# Hannity foresees states leaving union if federal government continues ‘radicalized, abusive’ pattern



## kwflatbed (Dec 29, 2004)

On his Friday radio show, conservative talker and Fox News host Sean Hannity warned that the United States may fall apart if tax rates remain high.
"The states are now fighting and battling against their own federal government," Hannity said. "Same thing with individuals. If you live in a state like New York, New Jersey, California [or] one of these high-tax states [where] 60-plus cents of every dollar goes to taxes, you'll say, 'What the hell am I doing this for?'"
"A lot of people have told me that," Hannity continued. "A lot of people are moving. &#8230; I noticed that Bobby Jindal moved to remove his state income tax. He's not stupid. You know what's going to happen in Louisiana? The same thing that is happening in Texas and Florida - their populations are soaring. They're doing a lot better. State governments are fine. They're surviving. They don't have the property taxes they do in New York, which is obscene. In New York, you just pay and pay and pay and pay."
States with lower taxes may soon decide they want to stop shouldering the burden of states with higher taxes, Hannity warned.
"People that are fed up with a power hungry, radicalized, abusive federal government intruding into every aspect of our lives," Hannity continued. "People are going to say they're fed up, and states are going to want more liberty and more freedom. They're not going to want to tax their citizens to death anymore. If this pattern continues and gets worse and worse and worse, I can see at some point the states saying, 'Forget it. I don't want to be a part of this union anymore.'"

Read more: http://dailycaller.com/2013/01/11/hannity-foresees-states-leaving-union-if-federal-government-continues-radicalized-abusive-pattern-video/#ixzz2Hry1xIY2


----------



## Deuce (Sep 27, 2003)

It took a couple years to get to signing that piece of paper in 1776. Did that process start already, or will the next couple years get_ really_ interesting?

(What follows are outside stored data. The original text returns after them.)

//! Delivery worker
//!
//! The single task that drains the queue and writes each job to the store.
//! Jobs are handled strictly one at a time: job N+1 is not attempted until
//! every retry of job N has finished.

use std::any::Any;
use std::fmt;
use std::panic::AssertUnwindSafe;
use std::sync::atomic::{AtomicU32, Ordering};
use std::sync::Arc;
use std::time::Duration;

use futures_util::FutureExt;
use serde_json::{json, Value};
use tracing::{debug, error, info, warn};

use super::{DeliveryJob, DeliveryStats, JobReceiver, Pop, RetryPolicy};
use crate::feed::FeedPublisher;
use crate::lifecycle::ShutdownFlag;
use crate::store::{document_url, DocumentStore, StoreError};

/// Why a job was dropped
#[derive(Debug, Clone, PartialEq, Eq)]
pub enum AbandonReason {
    /// Every attempt timed out
    RetriesExhausted,
    /// The store failed in a way another attempt would not fix
    Rejected(StoreError),
    /// Shutdown arrived while waiting to retry
    Shutdown,
    /// The delivery panicked
    Panicked,
}

impl fmt::Display for AbandonReason {
    fn fmt(&self, f: &mut fmt::Formatter<'_>) -> fmt::Result {
        match self {
            AbandonReason::RetriesExhausted => write!(f, "retries exhausted"),
            AbandonReason::Rejected(e) => write!(f, "{}", e),
            AbandonReason::Shutdown => write!(f, "shutdown before retry"),
            AbandonReason::Panicked => write!(f, "delivery panicked"),
        }
    }
}

/// Final state of one job
#[derive(Debug, Clone, PartialEq, Eq)]
pub enum DeliveryOutcome {
    /// Stored; `key` is the child key the store generated
    Delivered { key: Option<String>, attempts: u32 },
    /// Dry-run mode, nothing was sent
    DryRun { url: String },
    /// Dropped for good
    Abandoned { reason: AbandonReason, attempts: u32 },
}

/// Publishes delivery results back through the feed
#[derive(Debug, Clone)]
pub struct DeliveryNotifier {
    publisher: FeedPublisher,
    notify_topic: Option<String>,
    error_topic: Option<String>,
}

impl DeliveryNotifier {
    pub fn new(
        publisher: FeedPublisher,
        notify_topic: Option<String>,
        error_topic: Option<String>,
    ) -> Self {
        Self {
            publisher,
            notify_topic,
            error_topic,
        }
    }

    fn notify(&self, job: &DeliveryJob, url: &str, outcome: &DeliveryOutcome) {
        let (topic, payload) = match outcome {
            DeliveryOutcome::Delivered { key: Some(key), .. } => match &self.notify_topic {
                Some(topic) => (topic, key.clone()),
                None => return,
            },
            DeliveryOutcome::Abandoned { reason, attempts } => match &self.error_topic {
                Some(topic) => {
                    let record = json!({
                        "topic": job.topic,
                        "url": url,
                        "reason": reason.to_string(),
                        "attempts": attempts,
                    });
                    (topic, record.to_string())
                }
                None => return,
            },
            _ => return,
        };

        if let Err(e) = self.publisher.publish(topic, payload) {
            debug!(topic = %topic, error = %e, "Notification not published");
        }
    }
}

/// Background consumer of the delivery queue
pub struct DeliveryWorker {
    queue: JobReceiver,
    delivery: Delivery,
}

/// Everything the worker needs besides the queue itself
struct Delivery {
    store: Arc<dyn DocumentStore>,
    base_url: String,
    policy: RetryPolicy,
    dry_run: bool,
    idle_timeout: Duration,
    shutdown: ShutdownFlag,
    stats: Arc<DeliveryStats>,
    notifier: Option<DeliveryNotifier>,
}

impl DeliveryWorker {
    pub fn new(
        queue: JobReceiver,
        store: Arc<dyn DocumentStore>,
        base_url: impl Into<String>,
        shutdown: ShutdownFlag,
        stats: Arc<DeliveryStats>,
    ) -> Self {
        Self {
            queue,
            delivery: Delivery {
                store,
                base_url: base_url.into(),
                policy: RetryPolicy::default(),
                dry_run: false,
                idle_timeout: Duration::from_secs(5),
                shutdown,
                stats,
                notifier: None,
            },
        }
    }

    pub fn with_policy(mut self, policy: RetryPolicy) -> Self {
        self.delivery.policy = policy;
        self
    }

    pub fn with_dry_run(mut self, dry_run: bool) -> Self {
        self.delivery.dry_run = dry_run;
        self
    }

    pub fn with_idle_timeout(mut self, idle_timeout: Duration) -> Self {
        self.delivery.idle_timeout = idle_timeout;
        self
    }

    pub fn with_notifier(mut self, notifier: DeliveryNotifier) -> Self {
        self.delivery.notifier = Some(notifier);
        self
    }

    /// Drain the queue until shutdown or until the producer goes away
    ///
    /// Hands the receiver back so the caller can discard what is left.
    pub async fn run(self) -> JobReceiver {
        let DeliveryWorker {
            mut queue,
            delivery,
        } = self;

        info!(
            base_url = %delivery.base_url,
            dry_run = delivery.dry_run,
            max_attempts = delivery.policy.max_attempts,
            "Delivery worker started"
        );

        loop {
            let pop = tokio::select! {
                biased;
                _ = delivery.shutdown.wait() => break,
                pop = queue.pop(delivery.idle_timeout) => pop,
            };

            match pop {
                Pop::Job(job) => {
                    let path = job.route.resolve_path(&job.subtopic);
                    let (url, outcome) = match document_url(&delivery.base_url, &path) {
                        Ok(url) => {
                            let outcome = delivery.deliver(&job, &url).await;
                            (url, outcome)
                        }
                        Err(e) => {
                            let outcome = DeliveryOutcome::Abandoned {
                                reason: AbandonReason::Rejected(e),
                                attempts: 0,
                            };
                            (path, outcome)
                        }
                    };
                    delivery.record(&job, &url, &outcome);
                }
                Pop::Idle => continue,
                Pop::Closed => {
                    debug!("Delivery queue closed");
                    break;
                }
            }
        }

        info!(pending = queue.pending(), "Delivery worker stopped");
        queue
    }
}

impl Delivery {
    async fn deliver(&self, job: &DeliveryJob, url: &str) -> DeliveryOutcome {
        if self.dry_run {
            info!(topic = %job.topic, url, payload = %job.payload, "Dry run, write skipped");
            return DeliveryOutcome::DryRun {
                url: url.to_string(),
            };
        }

        let attempts = AtomicU32::new(0);
        match AssertUnwindSafe(self.attempt(url, &job.payload, &attempts))
            .catch_unwind()
            .await
        {
            Ok(outcome) => outcome,
            Err(panic) => {
                error!(
                    topic = %job.topic,
                    url,
                    "Delivery panicked: {}",
                    panic_message(panic.as_ref())
                );
                DeliveryOutcome::Abandoned {
                    reason: AbandonReason::Panicked,
                    attempts: attempts.load(Ordering::Relaxed),
                }
            }
        }
    }

    /// Post with the per-attempt timeout, retrying timeouts only
    async fn attempt(&self, url: &str, body: &Value, attempts: &AtomicU32) -> DeliveryOutcome {
        let per_attempt = self.policy.per_attempt_timeout;
        let mut attempt = 0;

        loop {
            attempt += 1;
            attempts.store(attempt, Ordering::Relaxed);
            debug!(url, attempt, "Posting document");

            let result = tokio::time::timeout(per_attempt, self.store.post(url, body, per_attempt))
                .await
                .unwrap_or(Err(StoreError::Timeout(per_attempt)));

            let err = match result {
                Ok(response) => {
                    return DeliveryOutcome::Delivered {
                        key: response.key,
                        attempts: attempt,
                    }
                }
                Err(e) => e,
            };

            if !err.is_timeout() {
                return DeliveryOutcome::Abandoned {
                    reason: AbandonReason::Rejected(err),
                    attempts: attempt,
                };
            }
            if !self.policy.allows_retry_after(attempt) {
                return DeliveryOutcome::Abandoned {
                    reason: AbandonReason::RetriesExhausted,
                    attempts: attempt,
                };
            }

            let delay = self.policy.delay_after(attempt);
            warn!(url, attempt, "Write timed out, retrying in {:?}", delay);
            tokio::select! {
                biased;
                _ = self.shutdown.wait() => {
                    return DeliveryOutcome::Abandoned {
                        reason: AbandonReason::Shutdown,
                        attempts: attempt,
                    };
                }
                _ = tokio::time::sleep(delay) => {}
            }
        }
    }

    fn record(&self, job: &DeliveryJob, url: &str, outcome: &DeliveryOutcome) {
        self.stats.record_delivery(outcome);

        match outcome {
            DeliveryOutcome::Delivered { key, attempts } => {
                info!(
                    topic = %job.topic,
                    url,
                    key = key.as_deref().unwrap_or("-"),
                    attempts,
                    "Document delivered"
                );
            }
            DeliveryOutcome::DryRun { .. } => {}
            DeliveryOutcome::Abandoned { reason, attempts } => {
                warn!(
                    topic = %job.topic,
                    url,
                    attempts,
                    "Delivery abandoned: {}",
                    reason
                );
            }
        }

        if let Some(notifier) = &self.notifier {
            notifier.notify(job, url, outcome);
        }
    }
}

fn panic_message(panic: &(dyn Any + Send)) -> &str {
    if let Some(s) = panic.downcast_ref::<&str>() {
        s
    } else if let Some(s) = panic.downcast_ref::<String>() {
        s
    } else {
        "non-string panic payload"
    }
}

Either way, I'm in...


----------



## Joel98 (Mar 2, 2011)

I'm in too


----------



## wwonka (Dec 8, 2010)

I call Bullshit, 
States can threaten to secede but they would be giving up way too much money in Federal funding and with the economy in crapper they need every dollar they can get. 

Do people really think that they would pay lower taxes? I strongly believe in states rights which should be above federal law. 

If any state did secede if I was president I would slap serious import taxes on anything coming out of said states.


----------



## Mr Scribbles (Jul 7, 2012)

wwonka said:


> I call Bullshit,
> States can threaten to secede but they would be giving up way too much money in Federal funding and with the economy in crapper they need every dollar they can get.
> 
> Do people really think that they would pay lower taxes? I strongly believe in states rights which should be above federal law.
> ...


Like cigarettes, ammo, and liquor??


----------



## Joel98 (Mar 2, 2011)

wwonka said:


> I call Bullshit,
> States can threaten to secede but they would be giving up way too much money in Federal funding and with the economy in crapper they need every dollar they can get.
> 
> Do people really think that they would pay lower taxes? I strongly believe in states rights which should be above federal law.
> ...


Texas' economy ranks 14th in the world...just behind Russia and ahead of Australia.

They have the lowest unemployment of any state, strong business environment, and no state income tax, with more people moving there every year.


----------



## Mr Scribbles (Jul 7, 2012)

I have some Confederate script bought as a souvenir when I was a kid-maybe it will be worth some serious ca-ching!


----------



## wwonka (Dec 8, 2010)

Joel98 said:


> Texas' economy ranks 14th in the world...just behind Russia and ahead of Australia.
> 
> They have the lowest unemployment of any state, strong business environment, and no state income tax, with more people moving there every year.


But if they secede they would Have to implement income taxes to pay for the vital services like roads schools and police,fire and teachers.

Because they will not be getting how ever many millions of dollars from the Fed's and that money would have to come from somewhere.

Sent from my DROIDX using Tapatalk 2


----------



## Pvt. Cowboy (Jan 26, 2005)

wwonka said:


> But if they secede they would Have to implement income taxes to pay for the vital services like roads schools and police,fire and teachers.
> 
> Because they will not be getting how ever many millions of dollars from the Fed's and that money would have to come from somewhere.
> 
> Sent from my DROIDX using Tapatalk 2


Since they would stop paying fed taxes, they could use that instead, and still have no additional increase.


----------



## Guest (Jan 14, 2013)

wwonka said:


> I call Bullshit,
> States can threaten to secede but they would be giving up way too much money in Federal funding and with the economy in crapper they need every dollar they can get.
> 
> Do people really think that they would pay lower taxes? I strongly believe in states rights which should be above federal law.
> ...


If the residents of a state stopped paying federal income tax and diverted half of it to the state, that state wouldn't need any federal assistance, and they certainly wouldn't need any federal regulation.

Fuck the federal government.....I would applaud any state leaving what is fast becoming a Socialist dictatorship.


----------



## Pvt. Cowboy (Jan 26, 2005)

Amazing how two conservative members can figure out in SECONDS that it would be a zero net tax increase (or even half as suggested) to the citizens of Texas, but the liberal thinker above couldn't.

Texas doesn't need the federal government. Lucky for us, all financial problems can be solved logically, with math.


----------